Thousands of marauding monkeys turn Thai town against them

24 May 2024, 13:48 | Updated: 24 May 2024, 15:52

A town in Thailand known for its monkeys has grown weary of them keeping customers and potential residents away.

Locals have begun an offensive against the monkeys in Lopburi, central Thailand - using ripe tropical fruit as bait to lure them into cages.

The animals have become a symbol of Lopburi, a town 90 miles north of Bangkok, which is home to about 2,500 monkeys.

Several high-profile cases of monkey-human conflict recently convinced the authorities that their numbers had to be slashed.

Footage of the animals turning increasingly aggressive has been widely shared online, with some showing the monkeys snatching food from residents or causing injuries.

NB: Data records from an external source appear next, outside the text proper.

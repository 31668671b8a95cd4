use std::path::Path;

use config::{Config, File, FileFormat};
use eyre::{Context, Result};

use crate::config::models::ServerConfig;

/// Load configuration from a file using the config crate.
/// Supports multiple formats: YAML, JSON, TOML.
pub async fn load_config(config_path: &str) -> Result<ServerConfig> {
    load_config_sync(config_path)
}

/// Load configuration synchronously.
pub fn load_config_sync(config_path: &str) -> Result<ServerConfig> {
    let config_path = Path::new(config_path);

    // Determine file format based on extension
    let format = match config_path.extension().and_then(|ext| ext.to_str()) {
        Some("yaml") | Some("yml") => FileFormat::Yaml,
        Some("json") => FileFormat::Json,
        Some("toml") => FileFormat::Toml,
        _ => FileFormat::Yaml, // Default to YAML
    };

    let settings = Config::builder()
        .add_source(File::new(
            config_path
                .to_str()
                .ok_or_else(|| eyre::eyre!("Invalid UTF-8 path: {}", config_path.display()))?,
            format,
        ))
        .build()
        .with_context(|| format!("Failed to build config from {}", config_path.display()))?;

    let server_config: ServerConfig = settings.try_deserialize().with_context(|| {
        format!(
            "Failed to deserialize config from {}",
            config_path.display()
        )
    })?;

    Ok(server_config)
}
//! Lightweight metrics helpers for Atrium.
//!
//! This module exposes a small set of convenience functions and an RAII timer
//! wrapping the `metrics` crate macros. It intentionally avoids embedding a
//! concrete exporter (the application can initialize any compatible recorder
//! externally) while still documenting and describing Atrium-specific metric
//! names.
//!
//! Provided metrics (labels vary by family):
//! * `atrium_requests_total` (counter)
//! * `atrium_request_duration_seconds` (histogram)
//! * `atrium_route_not_found_total` (counter)
//! * `atrium_unauthorized_total` (counter)
//! * `atrium_legacy_public_path_total` (counter) - the deprecation signal for
//!   the legacy public-path allow-list
//!
//! The timer struct leverages `Drop` to record durations safely even when
//! early returns or errors occur.
use std::time::Instant;

use metrics::{Unit, counter, describe_counter, describe_histogram, histogram};
use once_cell::sync::Lazy;

pub const ATRIUM_REQUESTS_TOTAL: &str = "atrium_requests_total";
pub const ATRIUM_REQUEST_DURATION_SECONDS: &str = "atrium_request_duration_seconds";
pub const ATRIUM_ROUTE_NOT_FOUND_TOTAL: &str = "atrium_route_not_found_total";
pub const ATRIUM_UNAUTHORIZED_TOTAL: &str = "atrium_unauthorized_total";
pub const ATRIUM_LEGACY_PUBLIC_PATH_TOTAL: &str = "atrium_legacy_public_path_total";

static DESCRIBE: Lazy<()> = Lazy::new(|| {
    describe_counter!(
        ATRIUM_REQUESTS_TOTAL,
        Unit::Count,
        "Total number of HTTP requests processed by the pipeline."
    );
    describe_histogram!(
        ATRIUM_REQUEST_DURATION_SECONDS,
        Unit::Seconds,
        "Latency of HTTP requests processed by the pipeline."
    );
    describe_counter!(
        ATRIUM_ROUTE_NOT_FOUND_TOTAL,
        Unit::Count,
        "Requests aborted because no route matched the path."
    );
    describe_counter!(
        ATRIUM_UNAUTHORIZED_TOTAL,
        Unit::Count,
        "Requests aborted by the authentication gate."
    );
    describe_counter!(
        ATRIUM_LEGACY_PUBLIC_PATH_TOTAL,
        Unit::Count,
        "Routes allowed via the deprecated public-path allow-list."
    );
});

/// Increment the total request counter for a completed request.
pub fn increment_request_total(path: &str, method: &str, status: u16) {
    counter!(
        ATRIUM_REQUESTS_TOTAL,
        "path" => path.to_string(),
        "method" => method.to_string(),
        "status" => status.to_string()
    )
    .increment(1);
}

/// Record a completed request's duration.
pub fn record_request_duration(path: &str, method: &str, duration: std::time::Duration) {
    histogram!(
        ATRIUM_REQUEST_DURATION_SECONDS,
        "path" => path.to_string(),
        "method" => method.to_string()
    )
    .record(duration.as_secs_f64());
}

/// Count a request aborted because no route matched.
pub fn increment_route_not_found(path: &str) {
    counter!(ATRIUM_ROUTE_NOT_FOUND_TOTAL, "path" => path.to_string()).increment(1);
}

/// Count a request aborted by the authentication gate.
pub fn increment_unauthorized(path: &str) {
    counter!(ATRIUM_UNAUTHORIZED_TOTAL, "path" => path.to_string()).increment(1);
}

/// Deprecation signal: a route was allowed via the legacy public-path
/// allow-list instead of a declared `access` option.
pub fn increment_legacy_public_path(path: &str) {
    counter!(ATRIUM_LEGACY_PUBLIC_PATH_TOTAL, "path" => path.to_string()).increment(1);
}

/// RAII helper measuring request duration.
pub struct RequestTimer {
    start: Instant,
    path: String,
    method: String,
}

impl RequestTimer {
    pub fn new(path: &str, method: &str) -> Self {
        Self {
            start: Instant::now(),
            path: path.to_string(),
            method: method.to_string(),
        }
    }
}

impl Drop for RequestTimer {
    fn drop(&mut self) {
        record_request_duration(&self.path, &self.method, self.start.elapsed());
    }
}

/// Initialize metric descriptions (idempotent).
pub fn init_metrics() {
    Lazy::force(&DESCRIBE);
    tracing::info!("Atrium metrics descriptions registered");
}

Inside the ancient city where monkeys look like they're running the show

The first stage of the plan, introduced on Friday, is to bait cages with the animals' favourite food, then wait for them to be hungry enough to try and approach the meal.

'Abandoned town'

The town's mayor Chamroen Salacheep said the monkeys have become bad for trade, with shops and malls seeing a drop in income and even people's homes damaged.

Lopburi, he said, is almost an "abandoned town".

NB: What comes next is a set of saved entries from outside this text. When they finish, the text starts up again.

//! Handler registry and the built-in module handlers.
//!
//! The pipeline treats handlers as opaque continuations: a matched route's
//! `target` option names an entry in the [`HandlerRegistry`], and the
//! dispatcher invokes it with the enriched request context. The handlers here
//! are the few the admin backend ships itself; application modules register
//! their own at startup.
use std::{collections::HashMap, sync::Arc};

use async_trait::async_trait;
use axum::{
    Json,
    body::Body,
    extract::{Request, State},
    response::{IntoResponse, Response},
};
use http::{StatusCode, header};

use crate::{
    adapters::session::{SessionStore, extract_credentials},
    core::context::RequestContext,
    ports::handler::ModuleHandler,
};

/// Maps `target` option values to handler implementations. Populated once at
/// startup; read-only afterwards.
#[derive(Default)]
pub struct HandlerRegistry {
    handlers: HashMap<String, Arc<dyn ModuleHandler>>,
}

impl HandlerRegistry {
    pub fn new() -> Self {
        Self::default()
    }

    pub fn register(&mut self, target: impl Into<String>, handler: Arc<dyn ModuleHandler>) {
        let target = target.into();
        if self
            .handlers
            .insert(target.clone(), handler)
            .is_some()
        {
            tracing::warn!(handler = %target, "handler target registered twice; keeping the last one");
        }
    }

    pub fn get(&self, target: &str) -> Option<&Arc<dyn ModuleHandler>> {
        self.handlers.get(target)
    }

    pub fn len(&self) -> usize {
        self.handlers.len()
    }

    pub fn is_empty(&self) -> bool {
        self.handlers.is_empty()
    }
}

/// Terminal pipeline stage: looks up the matched route's target and invokes
/// it. Reaching this point without an enriched context is a wiring bug, not a
/// client error.
pub async fn dispatch(State(registry): State<Arc<HandlerRegistry>>, req: Request) -> Response {
    let Some(ctx) = req.extensions().get::<RequestContext>().cloned() else {
        tracing::error!("dispatcher reached without a request context");
        return (
            StatusCode::INTERNAL_SERVER_ERROR,
            Json(serde_json::json!({"error": "request context missing"})),
        )
            .into_response();
    };

    let Some(target) = ctx.target() else {
        tracing::error!("dispatcher reached without a resolved target");
        return (
            StatusCode::INTERNAL_SERVER_ERROR,
            Json(serde_json::json!({"error": "route target missing"})),
        )
            .into_response();
    };

    match registry.get(target) {
        Some(handler) => handler.handle(req, &ctx).await,
        None => {
            tracing::error!(handler = %target, "no handler registered for route target");
            (
                StatusCode::INTERNAL_SERVER_ERROR,
                Json(serde_json::json!({"error": "handler not registered", "target": target})),
            )
                .into_response()
        }
    }
}

/// Renders the login surface. Credential verification happens at the identity
/// provider behind the [`SessionStore`], not here.
pub struct LoginHandler;

#[async_trait]
impl ModuleHandler for LoginHandler {
    async fn handle(&self, _req: Request<Body>, ctx: &RequestContext) -> Response {
        let logged_in = ctx
            .aspects()
            .user()
            .map(|user| user.authenticated)
            .unwrap_or(false);
        Json(serde_json::json!({
            "module": "login",
            "logged_in": logged_in,
        }))
        .into_response()
    }
}

/// Closes the presented session and redirects back to the login surface.
pub struct LogoutHandler {
    store: Arc<SessionStore>,
    cookie_name: String,
    login_path: String,
}

impl LogoutHandler {
    pub fn new(store: Arc<SessionStore>, cookie_name: impl Into<String>, login_path: impl Into<String>) -> Self {
        Self {
            store,
            cookie_name: cookie_name.into(),
            login_path: login_path.into(),
        }
    }
}

#[async_trait]
impl ModuleHandler for LogoutHandler {
    async fn handle(&self, req: Request<Body>, _ctx: &RequestContext) -> Response {
        if let Some(token) = extract_credentials(req.headers(), &self.cookie_name).session_token {
            self.store.close_session(&token).await;
        }
        (
            StatusCode::FOUND,
            [(header::LOCATION, self.login_path.clone())],
        )
            .into_response()
    }
}

/// Reports the enriched request context back to the caller. Used as the
/// default module target in the shipped configuration; real application
/// modules replace it.
pub struct StatusHandler;

#[async_trait]
impl ModuleHandler for StatusHandler {
    async fn handle(&self, _req: Request<Body>, ctx: &RequestContext) -> Response {
        let user = ctx.aspects().user();
        let body = serde_json::json!({
            "route": ctx.route().map(|route| route.id()),
            "target": ctx.target(),
            "public": ctx.is_public(),
            "params": ctx.params(),
            "identity": user.map(|user| serde_json::json!({
                "id": user.id,
                "username": user.username,
                "authenticated": user.authenticated,
                "admin": user.admin,
            })),
            "workspace": ctx.aspects().workspace().map(|workspace| workspace.id.clone()),
            "locale": ctx.locale().map(|locale| locale.tag.clone()),
        });
        Json(body).into_response()
    }
}

#[cfg(test)]
mod tests {
    use std::collections::HashMap as StdHashMap;

    use super::*;
    use crate::core::{
        matcher::RouteMatch,
        route::{PathPattern, Route},
    };

    fn ctx_for(target: &str) -> RequestContext {
        RequestContext::new().with_route_match(&RouteMatch {
            route: Arc::new(Route::new(
                "module",
                PathPattern::parse("/modules/foo").unwrap(),
                target,
            )),
            params: StdHashMap::new(),
            path: "/modules/foo".to_string(),
        })
    }

    #[tokio::test]
    async fn dispatch_rejects_unregistered_target() {
        let registry = Arc::new(HandlerRegistry::new());
        let mut req = Request::builder().uri("/modules/foo").body(Body::empty()).unwrap();
        req.extensions_mut().insert(ctx_for("missing"));

        let response = dispatch(State(registry), req).await;
        assert_eq!(response.status(), StatusCode::INTERNAL_SERVER_ERROR);
    }

    #[tokio::test]
    async fn dispatch_invokes_registered_handler() {
        let mut registry = HandlerRegistry::new();
        registry.register("status", Arc::new(StatusHandler));
        let mut req = Request::builder().uri("/modules/foo").body(Body::empty()).unwrap();
        req.extensions_mut().insert(ctx_for("status"));

        let response = dispatch(State(Arc::new(registry)), req).await;
        assert_eq!(response.status(), StatusCode::OK);
    }

    #[tokio::test]
    async fn dispatch_rejects_missing_context() {
        let registry = Arc::new(HandlerRegistry::new());
        let req = Request::builder().uri("/modules/foo").body(Body::empty()).unwrap();

        let response = dispatch(State(registry), req).await;
        assert_eq!(response.status(), StatusCode::INTERNAL_SERVER_ERROR);
    }

    #[tokio::test]
    async fn logout_closes_the_session_and_redirects() {
        let store = Arc::new(SessionStore::new(3600));
        let token = store.open_session(7, "editor", false, None, None).await;
        let handler = LogoutHandler::new(store.clone(), "atrium_session", "/login");

        let req = Request::builder()
            .uri("/logout")
            .header(header::COOKIE, format!("atrium_session={token}"))
            .body(Body::empty())
            .unwrap();
        let response = handler.handle(req, &ctx_for("logout")).await;

        assert_eq!(response.status(), StatusCode::FOUND);
        assert_eq!(
            response.headers().get(header::LOCATION).unwrap(),
            "/login"
        );
        assert_eq!(store.session_count(), 0);
    }
}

"After our operation is over," Mr Chamroen said, "I will do a big cleaning across the town and paint all the buildings to regain the faith of the people."

There was early success for the catchers on one street, with three of the macaques falling for the ruse and ending up trapped because they had fancied a taste of rambutan fruit.

Some 30 other monkeys, trapped in other parts of the town, were also captured.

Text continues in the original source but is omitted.